Putin's invasion of Ukraine has become a hideous kind of live entertainment as we watch it play out in real-time. Somehow my obsessive interest in what's happening seems to me prurient, ghoulish even. Something Nascar-ish is happening here: you don't really want wrecks, but the potential smell of blood has its own allure. In candor, the wrecks are the draw.

Well, war is interesting: a terrible truth, but a truth nonetheless. I think of the Iliad, the Mahabharata, the Táin, those culturally-foundational war epics.
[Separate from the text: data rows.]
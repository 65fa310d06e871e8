use std::fmt;

/// Icon names in the order the device indexes them.
pub const ICON_NAMES: [&str; 9] = [
    "star",
    "home",
    "checkpoint",
    "car",
    "cafe",
    "train",
    "gas",
    "office",
    "airport",
];

/// Symbol the device shows for a POI.
#[derive(Clone, Copy, Debug, Default, PartialEq, Eq, Hash)]
#[repr(u8)]
pub enum Icon {
    #[default]
    Star = 0,
    Home = 1,
    Checkpoint = 2,
    Car = 3,
    Cafe = 4,
    Train = 5,
    Gas = 6,
    Office = 7,
    Airport = 8,
}

impl Icon {
    pub const ALL: [Icon; 9] = [
        Icon::Star,
        Icon::Home,
        Icon::Checkpoint,
        Icon::Car,
        Icon::Cafe,
        Icon::Train,
        Icon::Gas,
        Icon::Office,
        Icon::Airport,
    ];

    /// Returns the icon stored under `index`, or `None` if the device knows
    /// no such icon.
    pub fn from_index(index: u8) -> Option<Icon> {
        Self::ALL.get(index as usize).copied()
    }

    pub fn index(self) -> u8 {
        self as u8
    }

    pub fn name(self) -> &'static str {
        ICON_NAMES[self as usize]
    }
}

impl fmt::Display for Icon {
    fn fmt(&self, f: &mut fmt::Formatter<'_>) -> fmt::Result {
        f.write_str(self.name())
    }
}
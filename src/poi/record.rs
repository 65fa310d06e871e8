use super::consts::*;
use super::decode::DecodeError;
use super::encode::{EncodeError, validate_name};
use crate::Icon;
use crate::coord::{Latitude, Longitude};
use encoding_rs::WINDOWS_1252;
use log::debug;
use std::borrow::Cow;
use std::fmt;
use std::io::{self, Write};

/// A single point of interest as stored by the device.
///
/// The unknown regions of the format are kept verbatim so that a decoded
/// record encodes back to the same bytes.
#[derive(Clone, Debug, PartialEq)]
pub struct PoiRecord {
    /// Always `0x01` in files written by the device.
    pub signature: u8,
    pub icon: Icon,
    /// Zero padded, not necessarily zero terminated.
    pub name: [u8; NAME_SIZE],
    /// Latitude in degrees, positive north.
    pub latitude: f64,
    /// Longitude in degrees, positive east.
    pub longitude: f64,
    pub reserved1: [u8; RESERVED1_SIZE],
    pub reserved2: [u8; RESERVED2_SIZE],
    pub trailer: [u8; TRAILER_SIZE],
}

impl PoiRecord {
    /// Creates a record the way the device writes it.
    ///
    /// Names longer than ten bytes are truncated.
    ///
    /// # Errors
    ///
    /// Fails with [`EncodeError::UnsupportedNameCharacter`] if `name`
    /// contains anything but ASCII letters, digits, `-`, `.`, `:`, `/` or `_`.
    pub fn new(name: &str, icon: Icon, latitude: f64, longitude: f64) -> Result<Self, EncodeError> {
        validate_name(name)?;

        let bytes = name.as_bytes();
        if bytes.len() > NAME_SIZE {
            debug!("truncating name {name:?} to {NAME_SIZE} bytes");
        }
        let len = bytes.len().min(NAME_SIZE);
        let mut name = [0u8; NAME_SIZE];
        name[..len].copy_from_slice(&bytes[..len]);

        Ok(Self {
            signature: SIGNATURE,
            icon,
            name,
            latitude,
            longitude,
            reserved1: RESERVED1,
            reserved2: RESERVED2,
            trailer: TRAILER,
        })
    }

    /// Returns the name bytes up to the first NUL.
    pub fn name_bytes(&self) -> &[u8] {
        let end = self
            .name
            .iter()
            .position(|&b| b == 0)
            .unwrap_or(NAME_SIZE);
        &self.name[..end]
    }

    /// Returns the name for display. Bytes outside ASCII are read as
    /// Windows-1252 so that every value maps to some character.
    pub fn display_name(&self) -> Cow<'_, str> {
        WINDOWS_1252.decode_without_bom_handling(self.name_bytes()).0
    }

    /// Writes the output line `<name> (<icon>) <lat> <lon>` followed by a
    /// newline. The name is written as the raw bytes stored in the record.
    pub fn write_line<W: Write>(&self, mut out: W) -> io::Result<()> {
        out.write_all(self.name_bytes())?;
        writeln!(
            out,
            " ({}) {} {}",
            self.icon,
            Latitude(self.latitude),
            Longitude(self.longitude)
        )
    }

    pub fn check_signature(&self) -> Result<(), DecodeError> {
        if self.signature == SIGNATURE {
            Ok(())
        } else {
            Err(DecodeError::InvalidSignature(self.signature))
        }
    }
}

impl fmt::Display for PoiRecord {
    fn fmt(&self, f: &mut fmt::Formatter<'_>) -> fmt::Result {
        write!(
            f,
            "{} ({}) {} {}",
            self.display_name(),
            self.icon,
            Latitude(self.latitude),
            Longitude(self.longitude)
        )
    }
}

#[cfg(test)]
mod tests {
    use super::*;

    #[test]
    fn new_record_uses_device_constants() {
        let record = PoiRecord::new("1", Icon::Office, 0.0, 0.0).unwrap();
        assert_eq!(record.signature, 0x01);
        assert_eq!(record.reserved1, [0x00, 0x00, 0x01, 0, 0, 0, 0, 0, 0, 0]);
        assert_eq!(record.reserved2, [0x00; 54]);
        assert_eq!(record.trailer, [0xFF; 44]);
    }

    #[test]
    fn name_stops_at_first_nul() {
        let mut record = PoiRecord::new("12345", Icon::Star, 0.0, 0.0).unwrap();
        record.name[2] = 0;
        assert_eq!(record.name_bytes(), b"12");
    }

    #[test]
    fn name_without_terminator_uses_full_field() {
        let record = PoiRecord::new("0123456789", Icon::Star, 0.0, 0.0).unwrap();
        assert_eq!(record.name_bytes(), b"0123456789");
        assert_eq!(record.display_name(), "0123456789");
    }

    #[test]
    fn display_name_maps_high_bytes() {
        let mut record = PoiRecord::new("", Icon::Star, 0.0, 0.0).unwrap();
        record.name[..4].copy_from_slice(b"caf\xE9");
        assert_eq!(record.display_name(), "café");
    }

    #[test]
    fn display_renders_output_line() {
        let record = PoiRecord::new("0815", Icon::Cafe, 48.504167, -2.333333).unwrap();
        assert_eq!(record.to_string(), "0815 (cafe) N 48° 30.250 W 002° 20.000");
    }

    #[test]
    fn output_line_keeps_raw_name_bytes() {
        let mut record = PoiRecord::new("", Icon::Star, 1.0, -1.0).unwrap();
        record.name[..2].copy_from_slice(&[0xC3, 0xA9]);
        let mut out = Vec::new();
        record.write_line(&mut out).unwrap();
        assert_eq!(out, b"\xC3\xA9 (star) N 01\xC2\xB0 00.000 W 001\xC2\xB0 00.000\n");
    }

    #[test]
    fn output_line_matches_display_for_ascii_names() {
        let record = PoiRecord::new("0815", Icon::Cafe, 48.504167, -2.333333).unwrap();
        let mut out = Vec::new();
        record.write_line(&mut out).unwrap();
        assert_eq!(out, format!("{record}\n").into_bytes());
    }

    #[test]
    fn valid_signature_passes_check() {
        let record = PoiRecord::new("", Icon::Star, 0.0, 0.0).unwrap();
        assert!(record.check_signature().is_ok());
    }
}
War is reality of the most extreme sort.

From the safety of somewhere else, I watch the suffering of others with fascinated horror. Try as I might, I feel myself in a state of perpetual uncleanness. How do I dare make offerings, do the sacred and necessary work, in such a state of mental impurity?

Yet the sacred work must still be done: without it, the world would fail. Better an imperfect offering than no offering at all. I turn off the radio, take a deep breath, wash my hands, and do my best to clear my mind as I enter the temple to make the morning offering.